//! Authorization keys and permissions.

use serde::{Deserialize, Serialize};
use sha2::{Digest, Sha256};
use std::collections::HashSet;
use std::fmt;
use time::OffsetDateTime;
use uuid::Uuid;

/// Unique identifier for an authorization.
#[derive(Clone, Copy, PartialEq, Eq, Hash, Serialize, Deserialize)]
pub struct AuthorizationId(Uuid);

impl AuthorizationId {
    /// Generate a new random authorization ID.
    pub fn new() -> Self {
        Self(Uuid::new_v4())
    }

    /// Wrap an existing UUID.
    pub fn from_uuid(uuid: Uuid) -> Self {
        Self(uuid)
    }

    /// Parse from a string.
    pub fn parse(s: &str) -> crate::Result<Self> {
        Uuid::parse_str(s).map(Self).map_err(|e| {
            crate::Error::InvalidAuthorization(format!("invalid authorization ID: {e}"))
        })
    }

    /// Get the underlying UUID.
    pub fn as_uuid(&self) -> &Uuid {
        &self.0
    }
}

impl Default for AuthorizationId {
    fn default() -> Self {
        Self::new()
    }
}

impl fmt::Debug for AuthorizationId {
    fn fmt(&self, f: &mut fmt::Formatter<'_>) -> fmt::Result {
        write!(f, "AuthorizationId({})", self.0)
    }
}

impl fmt::Display for AuthorizationId {
    fn fmt(&self, f: &mut fmt::Formatter<'_>) -> fmt::Result {
        write!(f, "{}", self.0)
    }
}

/// Permissions an authorization key can carry.
#[derive(Clone, Copy, Debug, PartialEq, Eq, Hash, Serialize, Deserialize)]
#[serde(rename_all = "lowercase")]
pub enum Permission {
    /// Every permission, including ones added later.
    All,
    /// Push new gem versions.
    Push,
    /// Yank and unyank versions.
    Yank,
    /// Fetch private gems.
    Fetch,
}

impl Permission {
    /// Parse from string.
    pub fn parse(s: &str) -> crate::Result<Self> {
        match s {
            "all" => Ok(Self::All),
            "push" => Ok(Self::Push),
            "yank" => Ok(Self::Yank),
            "fetch" => Ok(Self::Fetch),
            _ => Err(crate::Error::InvalidAuthorization(format!(
                "unknown permission: {s}"
            ))),
        }
    }

    /// Get the string representation.
    pub fn as_str(&self) -> &'static str {
        match self {
            Self::All => "all",
            Self::Push => "push",
            Self::Yank => "yank",
            Self::Fetch => "fetch",
        }
    }

    /// Check if this permission implies another one.
    pub fn implies(&self, other: &Self) -> bool {
        match self {
            Self::All => true,
            _ => self == other,
        }
    }
}

impl fmt::Display for Permission {
    fn fmt(&self, f: &mut fmt::Formatter<'_>) -> fmt::Result {
        write!(f, "{}", self.as_str())
    }
}

/// A stored authorization with its metadata.
#[derive(Clone, Debug, Serialize, Deserialize)]
pub struct Authorization {
    /// Authorization identifier.
    pub id: AuthorizationId,
    /// Granted permissions.
    pub permissions: HashSet<Permission>,
    /// Human-readable label.
    pub name: Option<String>,
    /// When the key was created.
    #[serde(with = "time::serde::rfc3339")]
    pub created_at: OffsetDateTime,
    /// When the key was revoked (if revoked).
    #[serde(with = "time::serde::rfc3339::option")]
    pub revoked_at: Option<OffsetDateTime>,
}

impl Authorization {
    /// Check if the key is still usable.
    pub fn is_valid(&self) -> bool {
        self.revoked_at.is_none()
    }

    /// Check if the key carries a permission.
    pub fn has_permission(&self, permission: Permission) -> bool {
        self.permissions.iter().any(|p| p.implies(&permission))
    }
}

/// Hash a raw authorization key for storage and lookup (SHA256 hex).
pub fn hash_key(key: &str) -> String {
    let digest = Sha256::digest(key.as_bytes());
    digest.iter().map(|b| format!("{b:02x}")).collect()
}

#[cfg(test)]
mod tests {
    use super::*;

    fn authorization(permissions: &[Permission]) -> Authorization {
        Authorization {
            id: AuthorizationId::new(),
            permissions: permissions.iter().copied().collect(),
            name: None,
            created_at: OffsetDateTime::now_utc(),
            revoked_at: None,
        }
    }

    #[test]
    fn test_permission_implies() {
        assert!(Permission::All.implies(&Permission::Push));
        assert!(Permission::All.implies(&Permission::Yank));
        assert!(Permission::All.implies(&Permission::Fetch));
        assert!(Permission::Push.implies(&Permission::Push));
        assert!(!Permission::Push.implies(&Permission::Yank));
        assert!(!Permission::Yank.implies(&Permission::All));
    }

    #[test]
    fn test_permission_parse() {
        assert_eq!(Permission::parse("all").unwrap(), Permission::All);
        assert_eq!(Permission::parse("push").unwrap(), Permission::Push);
        assert_eq!(Permission::parse("yank").unwrap(), Permission::Yank);
        assert_eq!(Permission::parse("fetch").unwrap(), Permission::Fetch);
        assert!(Permission::parse("admin").is_err());
    }

    #[test]
    fn test_has_permission() {
        let push_only = authorization(&[Permission::Push]);
        assert!(push_only.has_permission(Permission::Push));
        assert!(!push_only.has_permission(Permission::Yank));

        let all = authorization(&[Permission::All]);
        assert!(all.has_permission(Permission::Yank));
    }

    #[test]
    fn test_revoked_is_invalid() {
        let mut auth = authorization(&[Permission::All]);
        assert!(auth.is_valid());
        auth.revoked_at = Some(OffsetDateTime::now_utc());
        assert!(!auth.is_valid());
    }

    #[test]
    fn test_hash_key_is_sha256_hex() {
        assert_eq!(
            hash_key("abc"),
            "ba7816bf8f01cfea414140de5dae2223b00361a396177a9cb410ff61f20015ad"
        );
    }
}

- Instructions to follow: Tally up the lines in the data that hold the word "bool". Only the total should be given.

- Response: 3